Von Sophia Krauss
Anfang März schafften es die Ergebnisse einer Studie in all unsere Feeds: Gen-Z-Männer sind konservativer als Boomer! Ein knappes Drittel ist überzeugt, dass Ehefrauen ihren Ehemännern zu gehorchen haben. Anlässlich des Weltfrauentags wurde die Untersuchung in 29 Ländern durchgeführt. Dabei fiel eben auf: In allen Ländern waren es überraschenderweise die jüngsten Männer, die unter allen befragten Personengruppen die traditionellsten Auffassungen vertraten. Bei den männlichen Babyboomern forderten deutlich weniger – wenn auch weiterhin noch 13 Prozent – die Unterwerfung der Frau unter ihren Ehegatten. Ein Befund, der in den letzten Jahren im zunehmend rechten bzw. konservativen Wahlverhalten junger Männer Niederschlag gefunden hat. Auch andere internationale Studien hatten zuletzt gezeigt, dass es in vielen Ländern zunehmend einen ideologischen Gender-Gap unter jungen Menschen gibt. Junge Frauen vertreten im Durchschnitt häufiger progressive bzw. links-liberale Positionen, während junge Männer zunehmend konservative Einstellungen haben – ganz besonders, wenn es um Feminismus geht.

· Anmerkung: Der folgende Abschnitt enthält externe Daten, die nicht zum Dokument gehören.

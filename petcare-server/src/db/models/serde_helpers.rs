//! Common serde helpers for SurrealDB record ids
//!
//! Record ids are serialized in `"table:key"` string form, and accepted back
//! in either string form (API JSON) or SurrealDB's native form (database
//! results).

use serde::{Deserialize, Deserializer, Serializer};
use surrealdb::RecordId;

/// Accepts both a string `"table:key"` and the native RecordId shape.
#[derive(Debug, Clone)]
struct FlexibleRecordId(RecordId);

impl<'de> Deserialize<'de> for FlexibleRecordId {
    fn deserialize<D>(deserializer: D) -> Result<Self, D::Error>
    where
        D: Deserializer<'de>,
    {
        use serde::de::{self, Visitor};
        use std::fmt;

        struct FlexibleVisitor;

        impl<'de> Visitor<'de> for FlexibleVisitor {
            type Value = FlexibleRecordId;

            fn expecting(&self, formatter: &mut fmt::Formatter) -> fmt::Result {
                formatter.write_str("a string 'table:key' or RecordId")
            }

            fn visit_str<E>(self, value: &str) -> Result<Self::Value, E>
            where
                E: de::Error,
            {
                value
                    .parse::<RecordId>()
                    .map(FlexibleRecordId)
                    .map_err(|_| de::Error::custom(format!("invalid RecordId: {}", value)))
            }

            fn visit_map<M>(self, map: M) -> Result<Self::Value, M::Error>
            where
                M: de::MapAccess<'de>,
            {
                RecordId::deserialize(de::value::MapAccessDeserializer::new(map))
                    .map(FlexibleRecordId)
            }
        }

        deserializer.deserialize_any(FlexibleVisitor)
    }
}

/// Option<RecordId> serialization as an optional `"table:key"` string
pub mod option_record_id {
    use super::*;

    pub fn serialize<S>(id: &Option<RecordId>, s: S) -> Result<S::Ok, S::Error>
    where
        S: Serializer,
    {
        match id {
            Some(id) => s.serialize_some(&id.to_string()),
            None => s.serialize_none(),
        }
    }

    pub fn deserialize<'de, D>(d: D) -> Result<Option<RecordId>, D::Error>
    where
        D: Deserializer<'de>,
    {
        Option::<FlexibleRecordId>::deserialize(d).map(|opt| opt.map(|f| f.0))
    }
}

Allerdings wurde bald Kritik am mangelhaften Forschungsdesign laut. Durchgeführt wurde die neue Studie von „Ipsos“, einem kommerziellen Marktforschungsunternehmen, das ein großes Interesse daran hat, möglichst aufsehenerregende Daten zu publizieren, die in der medialen Aufmerksamkeitsökonomie besonders gut performen. Zumindest für Österreich kam immerhin die Ö3-Jugendstudie 2025 vor Kurzem erfreulicherweise zu einem ganz anderen Ergebnis. „Die jungen Menschen vertreten gleichberechtigtere Haltungen als die älteren.“ Und das betrifft alle Geschlechter.
Doch tatsächlich scheinen rechte und frauenfeindliche Ideologien bei jungen Männern vielerorts auf dem Vormarsch zu sein. Durch maskulinistische Influencer, die von radikalem Frauenhass und Verschwörungsideologien leben, verbreiten sie sich vor allem auf Social Media in besorgniserregendem Tempo.
Ungeschönte Einblicke in diese Szene junger, männlicher Streamer gewährt die neue Netflix-Doku „Inside the Manosphere“ von Journalist Louis Theroux. Dass der Einfluss dieser Influencer nicht zu unterschätzen ist, zeigt schon der Blick auf ihre Followerzahlen. So hat etwa der rechte Streamer mit dem Alias Sneako alleine auf YouTube aktuell 1,3 Millionen Abonnent*innen. In Therouxs Doku führen Männer wie Sneako ihre Partner*innen vor, entmenschlichen Sex-Arbeiter*innen und schwurbeln von Satan, der die Welt regiere. Auf junge Männer nehmen diese radikalen Stimmen zweifelsfrei Einfluss. Um ihre tatsächliche Wirkmächtigkeit analysieren und Gegenstrategien erarbeiten zu können, bräuchte es jedoch seriöse Studien – und keine Headlines, die mit Schockprognosen Klicks generieren. Ein Protagonist, Harrison Sullivan, online bekannt als HsTikkyTokky, sagt in der Doku gegenüber Louis Theroux, dass er mit akzeptablem Verhalten nicht berühmt geworden wäre, die ideologische Provokation wird immer häufiger zur Erfolgsstrategie. Das Netz verlangt nach Radikalität, differenzierte Auseinandersetzungen und Ambivalenz erzeugen schließlich selten einen Hype.
Allerdings findet der konservative Vibe-Shift leider nicht nur in radikalisierten Online-Communitys statt. Superstar Taylor Swift besingt plötzlich die heterosexuelle Zweierbeziehung, vor allem auf dem US-Markt boomt Mainstream-Pop mit christlichen Botschaften, der ganz wunderbar als Soundtrack für Tradwife-Content funktionieren würde – vom frommen Leben als Ehefrau berichten zunehmend auch deutschsprachige Influencerinnen. Schauspieler Timothée Chalamet, einst Liebling weiblicher und queerer Fans, experimentiert indes nicht länger mit femininen Outfits, sondern tritt in Mackerpose auf. In einem Interview erklärte er, unbedingt Vater werden zu wollen und zeigte Unverständnis für freiwillig kinderlose Menschen. Dass sich politische Verhältnisse auch in der Popkultur manifestieren, ist wenig verwunderlich – von der Retraditionalisierung, die uns plötzlich als hip verkauft wird, sollten wir uns aber keinesfalls einlullen lassen. Gen-Z-Dudes brauchen jedenfalls dringend neue Vorbilder.